L’éco-spiritualité, une approche créative pour renouer avec le vivant ?

C’est à l’occasion d’un festival consacré à l’éco-féminisme que ce sujet a émergé pour moi. L’envie de creuser cette notion peu connue et pourtant riche d’une approche éthique pour nous aider à repenser nos liens aux vivants.

Car, à l’image de l’éco-féminisme qui nous invite à penser les luttes contre l’oppression patriarcale en écho aux systèmes de domination sur la nature, l’éco-spiritualité s’attache à replacer une quête de sens individuelle en connexion avec l’ensemble du monde vivant. Un monde vivant où l’humain n’est plus au centre, mais en lien avec toutes les autres formes de vie : animale, végétale, minérale… de l’infiniment grand à l’infiniment petit ! La spiritualité est entendue ici sans principe divin, comme un chemin de développement personnel composé de rituels, d’initiations, codifiées ou non, relevant de pratiques individuelles et collectives. Elle est holistique quand elle s’inspire de traditions religieuses ou populaires, de courants de pensée très différents et comporte une grande part de créativité !
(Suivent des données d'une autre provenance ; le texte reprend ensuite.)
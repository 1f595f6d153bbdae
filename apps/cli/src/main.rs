//! steamconf command-line entry point.

mod args;

use std::path::PathBuf;

use anyhow::{Context, bail};
use serde_json::{Map, Value, json};
use steamconf_steam::{FileKind, Node, Paths, detect_root, validate_root};
use steamconf_store::config::config_dir;
use steamconf_store::{ConfigManager, ConfigStore, LoadOptions, ToolConfig, apply_setting, find_setting, read_kind_file};
use steamconf_webcache::{CacheDescriptor, request_tags};
use tracing_subscriber::EnvFilter;

use crate::args::{Args, Command, USAGE};

/// Kinds that are loaded when none are named.
const DEFAULT_KINDS: [FileKind; 7] = [
    FileKind::Registry,
    FileKind::LoginUsers,
    FileKind::Config,
    FileKind::LibraryFolders,
    FileKind::LocalConfig,
    FileKind::SharedConfig,
    FileKind::Shortcuts,
];

fn main() -> anyhow::Result<()> {
    tracing_subscriber::fmt()
        .with_env_filter(
            EnvFilter::try_from_default_env().unwrap_or_else(|_| EnvFilter::new("info")),
        )
        .with_writer(std::io::stderr)
        .init();

    let args = Args::parse(std::env::args().skip(1))?;
    let config = ToolConfig::load();
    tracing::debug!(?config, "configuration loaded");

    let rt = tokio::runtime::Runtime::new()?;
    rt.block_on(run(args, config))
}

async fn run(args: Args, config: ToolConfig) -> anyhow::Result<()> {
    match &args.command {
        Command::Help => {
            print!("{USAGE}");
            return Ok(());
        }
        Command::Dump { kind, path } => {
            let kind = match kind {
                Some(kind) => *kind,
                None => FileKind::identify(path)?,
            };
            let value = read_kind_file(kind, path).await?;
            return print_json(&value);
        }
        Command::Tags { force } => return tags(&config, *force).await,
        _ => {}
    }

    let manager = open_manager(&args, &config)?;
    let mut store = ConfigStore::new();
    if let Some(user) = args.user.as_ref().or(config.user.as_ref()) {
        store.select_user(user)?;
    }

    match args.command {
        Command::Show(kinds) => {
            let kinds = if kinds.is_empty() { DEFAULT_KINDS.to_vec() } else { kinds };
            manager.load(&mut store, &kinds).await?;
            print_json(&serde_json::to_value(&store)?)
        }
        Command::Users => {
            load_users(&manager, &mut store).await?;
            let current = store.current_user().ok().map(|u| u.id64.clone());
            for user in store.users.values() {
                let marker = if current.as_deref() == Some(user.id64.as_str()) { "*" } else { " " };
                println!(
                    "{marker} {}  {:>10}  {}  {}",
                    user.id64,
                    user.account_id,
                    user.field("AccountName").unwrap_or("-"),
                    user.field("PersonaName").unwrap_or("-"),
                );
            }
            Ok(())
        }
        Command::Apps => {
            let count = manager.load_all_apps(&mut store).await?;
            tracing::info!(count, "app manifests loaded");
            for app in &store.apps {
                let name = app
                    .data
                    .get("AppState")
                    .and_then(|s| s.get("name"))
                    .and_then(Node::as_str)
                    .unwrap_or("-");
                println!(
                    "{:>10}  {name}  ({})",
                    app.app_id().unwrap_or_default(),
                    app.library.display()
                );
            }
            Ok(())
        }
        Command::Set { name, value } => set(&manager, &mut store, &name, &value).await,
        Command::Backup(path) => backup(&manager, &mut store, path).await,
        Command::Help | Command::Dump { .. } | Command::Tags { .. } => Ok(()),
    }
}

fn open_manager(args: &Args, config: &ToolConfig) -> anyhow::Result<ConfigManager> {
    let root = match args.root.clone().or_else(|| config.root.clone()) {
        Some(root) => root,
        None => detect_root().context("could not find a Steam installation; pass --root")?,
    };
    validate_root(&root)?;
    tracing::info!(root = %root.display(), "using Steam installation");

    let options = LoadOptions {
        strip_on_load: args.strip || config.strip_on_load,
        append_apps: args.append || config.append_apps,
    };
    Ok(ConfigManager::new(Paths::with_base(root)?).with_options(options))
}

/// Loads the user list, and the registry when it is readable so the
/// auto-login user can be detected.
async fn load_users(manager: &ConfigManager, store: &mut ConfigStore) -> anyhow::Result<()> {
    if let Err(e) = manager.load(store, &[FileKind::Registry]).await {
        tracing::warn!(error = %e, "registry not loaded, user detection may be limited");
    }
    manager.load(store, &[FileKind::LoginUsers]).await?;
    Ok(())
}

async fn set(manager: &ConfigManager, store: &mut ConfigStore, name: &str, value: &str) -> anyhow::Result<()> {
    let Some(setting) = find_setting(name) else {
        bail!("unknown setting '{name}'");
    };

    load_users(manager, store).await?;
    manager.load(store, &[setting.kind]).await?;

    let slot = match setting.kind {
        FileKind::Registry => &mut store.registry,
        FileKind::LocalConfig => {
            let id64 = store.current_user()?.id64.clone();
            let user = store
                .users
                .get_mut(&id64)
                .with_context(|| format!("user {id64} disappeared"))?;
            &mut user.localconfig
        }
        other => bail!("settings in {other} are not supported"),
    };

    let tree = slot.take().with_context(|| format!("{} was not loaded", setting.kind))?;
    let mut node = Node::Table(tree);
    let applied = apply_setting(&mut node, name, value);
    if let Node::Table(tree) = node {
        *slot = Some(tree);
    }
    applied?;

    manager.save(store, &[setting.kind]).await?;
    tracing::info!(setting = name, value, "setting saved");
    Ok(())
}

async fn backup(manager: &ConfigManager, store: &mut ConfigStore, path: PathBuf) -> anyhow::Result<()> {
    manager.load(store, &DEFAULT_KINDS).await?;
    manager.load_all_apps(store).await?;

    let mut users = Map::new();
    for user in store.users.values() {
        users.insert(
            user.id64.clone(),
            json!({
                "localconfig": user.localconfig,
                "sharedconfig": user.sharedconfig,
                "shortcuts": user.shortcuts,
            }),
        );
    }

    let backup = json!({
        "registry": store.registry,
        "config": store.config,
        "libraryfolders": store.libraryfolders,
        "loginusers": store.strip_users(),
        "users": Value::Object(users),
        "apps": store.strip_apps(),
    });

    tokio::fs::write(&path, serde_json::to_string_pretty(&backup)?)
        .await
        .with_context(|| format!("failed to write {}", path.display()))?;
    tracing::info!(path = %path.display(), "backup written");
    Ok(())
}

async fn tags(config: &ToolConfig, force: bool) -> anyhow::Result<()> {
    let folder = config
        .cache_dir
        .clone()
        .or_else(|| config_dir().map(|dir| dir.join("steamconf").join("cache")));
    let cache = CacheDescriptor::new(config.cache_enabled, folder, "tags.json");

    let client = reqwest::Client::new();
    for tag in request_tags(&client, force, &cache).await? {
        println!("{:>6}  {}", tag.tagid, tag.name);
    }
    Ok(())
}

fn print_json(value: &Value) -> anyhow::Result<()> {
    println!("{}", serde_json::to_string_pretty(value)?);
    Ok(())
}
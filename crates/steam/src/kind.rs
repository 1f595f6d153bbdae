use std::fmt;
use std::path::Path;
use std::str::FromStr;

use serde::Serialize;

use crate::SteamError;

/// A configuration file (or registry blob) managed by the store.
#[derive(Debug, Clone, Copy, PartialEq, Eq, PartialOrd, Ord, Hash, Serialize)]
#[serde(rename_all = "lowercase")]
pub enum FileKind {
    /// `registry.vdf`, or `HKCU\Software\Valve\Steam` on Windows.
    Registry,
    /// `config/loginusers.vdf`.
    LoginUsers,
    /// `config/config.vdf`.
    Config,
    /// `steamapps/libraryfolders.vdf`.
    LibraryFolders,
    /// `appcache/appinfo.vdf`.
    AppInfo,
    /// Names of the installed skin folders.
    Skins,
    /// Every `appmanifest_<appid>.acf` in a library's `steamapps` folder.
    AppManifests,
    /// `userdata/<id>/config/localconfig.vdf`.
    LocalConfig,
    /// `userdata/<id>/7/remote/sharedconfig.vdf`.
    SharedConfig,
    /// `userdata/<id>/config/shortcuts.vdf`.
    Shortcuts,
}

/// How a kind is stored.
#[derive(Debug, Clone, Copy, PartialEq, Eq)]
pub enum Codec {
    Text,
    Binary,
    /// A directory listing rather than a file.
    Directory,
}

/// How many instances of a kind exist.
#[derive(Debug, Clone, Copy, PartialEq, Eq)]
pub enum Scope {
    /// One per install.
    Global,
    /// One per user, attached to that user's login record.
    User,
    /// One per installed app per library.
    PerApp,
}

impl FileKind {
    /// Returns every kind, in load order.
    pub fn all() -> &'static [FileKind] {
        &[
            FileKind::Registry,
            FileKind::LoginUsers,
            FileKind::Config,
            FileKind::LibraryFolders,
            FileKind::AppInfo,
            FileKind::Skins,
            FileKind::AppManifests,
            FileKind::LocalConfig,
            FileKind::SharedConfig,
            FileKind::Shortcuts,
        ]
    }

    /// The canonical name used on the command line and in logs.
    pub fn name(&self) -> &'static str {
        match self {
            FileKind::Registry => "registry",
            FileKind::LoginUsers => "loginusers",
            FileKind::Config => "config",
            FileKind::LibraryFolders => "libraryfolders",
            FileKind::AppInfo => "appinfo",
            FileKind::Skins => "skins",
            FileKind::AppManifests => "app-manifest",
            FileKind::LocalConfig => "localconfig",
            FileKind::SharedConfig => "sharedconfig",
            FileKind::Shortcuts => "shortcuts",
        }
    }

    pub fn codec(&self) -> Codec {
        match self {
            FileKind::AppInfo | FileKind::Shortcuts => Codec::Binary,
            FileKind::Skins => Codec::Directory,
            _ => Codec::Text,
        }
    }

    pub fn scope(&self) -> Scope {
        match self {
            FileKind::LocalConfig | FileKind::SharedConfig | FileKind::Shortcuts => Scope::User,
            FileKind::AppManifests => Scope::PerApp,
            _ => Scope::Global,
        }
    }

    /// Kinds that other kinds depend on and must load first.
    pub fn is_prerequisite(&self) -> bool {
        matches!(self, FileKind::LoginUsers | FileKind::Registry)
    }

    /// Identifies the kind of a file from its name.
    ///
    /// `appmanifest_<id>.acf` maps to [`FileKind::AppManifests`]; other files
    /// map by stem (`shortcuts.vdf` → [`FileKind::Shortcuts`]).
    pub fn identify(path: &Path) -> Result<FileKind, SteamError> {
        let stem = path
            .file_stem()
            .map(|s| s.to_string_lossy().into_owned())
            .unwrap_or_default();

        if stem.starts_with("appmanifest_") {
            return Ok(FileKind::AppManifests);
        }

        stem.parse().map_err(|_| SteamError::UnknownKind {
            kind: stem.clone(),
            path: Some(path.to_path_buf()),
        })
    }
}

impl fmt::Display for FileKind {
    fn fmt(&self, f: &mut fmt::Formatter<'_>) -> fmt::Result {
        f.write_str(self.name())
    }
}

impl FromStr for FileKind {
    type Err = SteamError;

    fn from_str(s: &str) -> Result<Self, Self::Err> {
        match s {
            "app-manifest" | "appmanifest" | "steamapps" => Ok(FileKind::AppManifests),
            _ => FileKind::all()
                .iter()
                .copied()
                .find(|k| k.name() == s)
                .ok_or_else(|| SteamError::UnknownKind {
                    kind: s.to_string(),
                    path: None,
                }),
        }
    }
}
//! Time source for expiry decisions.

use std::fmt;
use std::sync::{Arc, Mutex};
use std::time::{Duration, Instant};

/// Abstraction over time to enable deterministic tests.
pub trait Clock: Send + Sync + fmt::Debug + 'static {
    /// Return the current instant.
    fn now(&self) -> Instant;
}

/// Clock implementation using `Instant::now()` for production.
#[derive(Debug, Clone, Copy, Default)]
pub struct MonotonicClock;

impl Clock for MonotonicClock {
    fn now(&self) -> Instant {
        Instant::now()
    }
}

/// Clock that only advances when instructed.
#[derive(Debug, Clone)]
pub struct PausedClock {
    inner: Arc<Mutex<Instant>>,
}

impl PausedClock {
    pub fn new(start: Instant) -> Self {
        Self { inner: Arc::new(Mutex::new(start)) }
    }

    /// Manually advance the clock by `delta`.
    pub fn advance(&self, delta: Duration) {
        let mut guard = self.inner.lock().unwrap_or_else(|e| e.into_inner());
        *guard += delta;
    }
}

impl Default for PausedClock {
    fn default() -> Self {
        Self::new(Instant::now())
    }
}

impl Clock for PausedClock {
    fn now(&self) -> Instant {
        *self.inner.lock().unwrap_or_else(|e| e.into_inner())
    }
}
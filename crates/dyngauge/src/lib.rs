//! Top-level facade crate for dyngauge.
//!
//! Re-exports core types and the registry library so users can depend on a single crate.

pub mod core {
    pub use dyngauge_core::*;
}

pub mod registry {
    pub use dyngauge_registry::*;
}

pub use dyngauge_core::{MonitorId, TagList};
pub use dyngauge_registry::{DefaultMonitorRegistry, DynamicGauge, MonitorRegistry};
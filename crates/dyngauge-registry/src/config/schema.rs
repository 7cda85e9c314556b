use std::fmt;
use std::str::FromStr;
use std::time::Duration;

use serde::Deserialize;
use dyngauge_core::error::{DynGaugeError, Result};

#[derive(Debug, Deserialize)]
#[serde(deny_unknown_fields)]
pub struct RegistryConfig {
    pub version: u32,

    #[serde(default)]
    pub dynamic_gauge: DynamicGaugeConfig,
}

impl RegistryConfig {
    pub fn validate(&self) -> Result<()> {
        if self.version != 1 {
            return Err(DynGaugeError::UnsupportedVersion(self.version));
        }

        self.dynamic_gauge.validate()?;

        Ok(())
    }
}

/// Time unit names accepted in config and environment, case-insensitive.
#[derive(Debug, Clone, Copy, PartialEq, Eq, Deserialize)]
#[serde(try_from = "String")]
pub enum TimeUnit {
    Nanoseconds,
    Microseconds,
    Milliseconds,
    Seconds,
    Minutes,
    Hours,
    Days,
}

impl TimeUnit {
    /// `amount` of this unit, or `None` on overflow.
    pub fn duration(self, amount: u64) -> Option<Duration> {
        let secs = |per: u64| amount.checked_mul(per).map(Duration::from_secs);
        match self {
            TimeUnit::Nanoseconds => Some(Duration::from_nanos(amount)),
            TimeUnit::Microseconds => Some(Duration::from_micros(amount)),
            TimeUnit::Milliseconds => Some(Duration::from_millis(amount)),
            TimeUnit::Seconds => Some(Duration::from_secs(amount)),
            TimeUnit::Minutes => secs(60),
            TimeUnit::Hours => secs(60 * 60),
            TimeUnit::Days => secs(24 * 60 * 60),
        }
    }

    pub fn as_str(self) -> &'static str {
        match self {
            TimeUnit::Nanoseconds => "nanoseconds",
            TimeUnit::Microseconds => "microseconds",
            TimeUnit::Milliseconds => "milliseconds",
            TimeUnit::Seconds => "seconds",
            TimeUnit::Minutes => "minutes",
            TimeUnit::Hours => "hours",
            TimeUnit::Days => "days",
        }
    }
}

impl FromStr for TimeUnit {
    type Err = DynGaugeError;

    fn from_str(s: &str) -> Result<Self> {
        match s.to_ascii_lowercase().as_str() {
            "nanoseconds" => Ok(TimeUnit::Nanoseconds),
            "microseconds" => Ok(TimeUnit::Microseconds),
            "milliseconds" => Ok(TimeUnit::Milliseconds),
            "seconds" => Ok(TimeUnit::Seconds),
            "minutes" => Ok(TimeUnit::Minutes),
            "hours" => Ok(TimeUnit::Hours),
            "days" => Ok(TimeUnit::Days),
            _ => Err(DynGaugeError::Config(format!("unknown time unit: {s:?}"))),
        }
    }
}

impl TryFrom<String> for TimeUnit {
    type Error = DynGaugeError;

    fn try_from(s: String) -> Result<Self> {
        s.parse()
    }
}

impl fmt::Display for TimeUnit {
    fn fmt(&self, f: &mut fmt::Formatter<'_>) -> fmt::Result {
        f.write_str(self.as_str())
    }
}

#[derive(Debug, Clone, Deserialize)]
#[serde(deny_unknown_fields)]
pub struct DynamicGaugeConfig {
    #[serde(default = "default_expiration")]
    pub expiration: u64,

    #[serde(default = "default_expiration_unit")]
    pub expiration_unit: TimeUnit,

    /// Nominal sampling interval for pollers. Not used by the registry itself.
    #[serde(default = "default_polling_interval")]
    pub polling_interval: u64,

    #[serde(default = "default_polling_interval_unit")]
    pub polling_interval_unit: TimeUnit,
}

impl Default for DynamicGaugeConfig {
    fn default() -> Self {
        Self {
            expiration: default_expiration(),
            expiration_unit: default_expiration_unit(),
            polling_interval: default_polling_interval(),
            polling_interval_unit: default_polling_interval_unit(),
        }
    }
}

impl DynamicGaugeConfig {
    pub fn validate(&self) -> Result<()> {
        if self.expiration == 0 {
            return Err(DynGaugeError::Config(
                "dynamic_gauge.expiration must be greater than 0".into(),
            ));
        }
        if self.polling_interval == 0 {
            return Err(DynGaugeError::Config(
                "dynamic_gauge.polling_interval must be greater than 0".into(),
            ));
        }
        self.expire_after_access()?;
        self.poll_interval()?;
        Ok(())
    }

    pub fn expire_after_access(&self) -> Result<Duration> {
        self.expiration_unit.duration(self.expiration).ok_or_else(|| {
            DynGaugeError::Config(format!(
                "dynamic_gauge.expiration overflows: {} {}",
                self.expiration, self.expiration_unit
            ))
        })
    }

    pub fn poll_interval(&self) -> Result<Duration> {
        self.polling_interval_unit.duration(self.polling_interval).ok_or_else(|| {
            DynGaugeError::Config(format!(
                "dynamic_gauge.polling_interval overflows: {} {}",
                self.polling_interval, self.polling_interval_unit
            ))
        })
    }
}

fn default_expiration() -> u64 {
    15
}
fn default_expiration_unit() -> TimeUnit {
    TimeUnit::Minutes
}
fn default_polling_interval() -> u64 {
    60
}
fn default_polling_interval_unit() -> TimeUnit {
    TimeUnit::Seconds
}
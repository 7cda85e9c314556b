//! Read-only monitor over an expiring store's counters.
//!
//! Lets operators tell "no data" apart from a misbehaving registry, e.g. an
//! eviction count that climbs as fast as the miss count because the
//! inactivity window is shorter than the update cadence.

use std::fmt;
use std::sync::Arc;

use dyngauge_core::MonitorId;

use super::{CompositeMonitor, Monitor, MonitorValue};
use crate::store::StatsSource;

#[derive(Debug, Clone, Copy, PartialEq, Eq)]
pub enum StatKind {
    Hits,
    Misses,
    LoadSuccesses,
    LoadFailures,
    Evictions,
    /// Nanoseconds spent in the factory.
    TotalLoadTime,
    Size,
}

impl StatKind {
    pub const ALL: [StatKind; 7] = [
        StatKind::Hits,
        StatKind::Misses,
        StatKind::LoadSuccesses,
        StatKind::LoadFailures,
        StatKind::Evictions,
        StatKind::TotalLoadTime,
        StatKind::Size,
    ];

    pub fn name(self) -> &'static str {
        match self {
            StatKind::Hits => "hitCount",
            StatKind::Misses => "missCount",
            StatKind::LoadSuccesses => "loadSuccessCount",
            StatKind::LoadFailures => "loadExceptionCount",
            StatKind::Evictions => "evictionCount",
            StatKind::TotalLoadTime => "totalLoadTime",
            StatKind::Size => "size",
        }
    }

    fn read(self, source: &dyn StatsSource) -> u64 {
        match self {
            StatKind::Hits => source.stats().hit_count,
            StatKind::Misses => source.stats().miss_count,
            StatKind::LoadSuccesses => source.stats().load_success_count,
            StatKind::LoadFailures => source.stats().load_failure_count,
            StatKind::Evictions => source.stats().eviction_count,
            StatKind::TotalLoadTime => {
                u64::try_from(source.stats().total_load_time.as_nanos()).unwrap_or(u64::MAX)
            }
            StatKind::Size => source.size() as u64,
        }
    }
}

/// One store counter exposed as a leaf monitor. Reads are live.
pub struct StatCounter {
    id: MonitorId,
    kind: StatKind,
    source: Arc<dyn StatsSource>,
}

impl fmt::Debug for StatCounter {
    fn fmt(&self, f: &mut fmt::Formatter<'_>) -> fmt::Result {
        f.debug_struct("StatCounter").field("id", &self.id).field("kind", &self.kind).finish()
    }
}

impl Monitor for StatCounter {
    fn id(&self) -> &MonitorId {
        &self.id
    }

    fn value(&self) -> MonitorValue {
        MonitorValue::Long(self.kind.read(self.source.as_ref()))
    }
}

/// Composite whose children are the store's counters; its own value is the
/// live entry count.
pub struct StoreMonitor {
    id: MonitorId,
    source: Arc<dyn StatsSource>,
    counters: Vec<Arc<StatCounter>>,
}

impl StoreMonitor {
    pub fn new(name: &str, source: Arc<dyn StatsSource>) -> Self {
        let counters = StatKind::ALL
            .iter()
            .map(|&kind| {
                Arc::new(StatCounter {
                    id: MonitorId::builder(kind.name()).with_tag("class", name).build(),
                    kind,
                    source: Arc::clone(&source),
                })
            })
            .collect();
        Self { id: MonitorId::of(name), source, counters }
    }

    pub fn counter(&self, kind: StatKind) -> Option<Arc<StatCounter>> {
        self.counters.iter().find(|c| c.kind == kind).cloned()
    }
}

impl fmt::Debug for StoreMonitor {
    fn fmt(&self, f: &mut fmt::Formatter<'_>) -> fmt::Result {
        f.debug_struct("StoreMonitor")
            .field("id", &self.id)
            .field("stats", &self.source.stats())
            .finish()
    }
}

impl Monitor for StoreMonitor {
    fn id(&self) -> &MonitorId {
        &self.id
    }

    fn value(&self) -> MonitorValue {
        MonitorValue::Long(self.source.size() as u64)
    }
}

impl CompositeMonitor for StoreMonitor {
    fn monitors(&self) -> Vec<Arc<dyn Monitor>> {
        self.counters
            .iter()
            .map(|c| Arc::clone(c) as Arc<dyn Monitor>)
            .collect()
    }
}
On pourrait parler d’une "écologie spirituelle", ou d’une "spiritualité écologique" … en tout cas, c’est une invitation à penser le vivant de manière globale, à appréhender sa part matérielle ET invisible.


Cela peut paraître contre-intuitif, mais essayons d’envisager en quoi réhabiliter une dimension spirituelle dans nos vies pourrait être un outil puissant pour répondre aux défis écologiques qui menacent la vie sur terre.

Que serai.ent cette/ces spiritualité(s) holistique(s) ? Yoga, Wicca, chamanisme, écologie profonde ou écosophie… En quoi ces spiritualités pourraient nous aider à penser demain, autrement, ensemble ? Reconnecter une partie de nous-même à ce qui est vibrant, impalpable, sensitif… et renouer avec le vivant ?


La place de la spiritualité dans nos sociétés n’a jamais été aussi vivante… et absente à la fois.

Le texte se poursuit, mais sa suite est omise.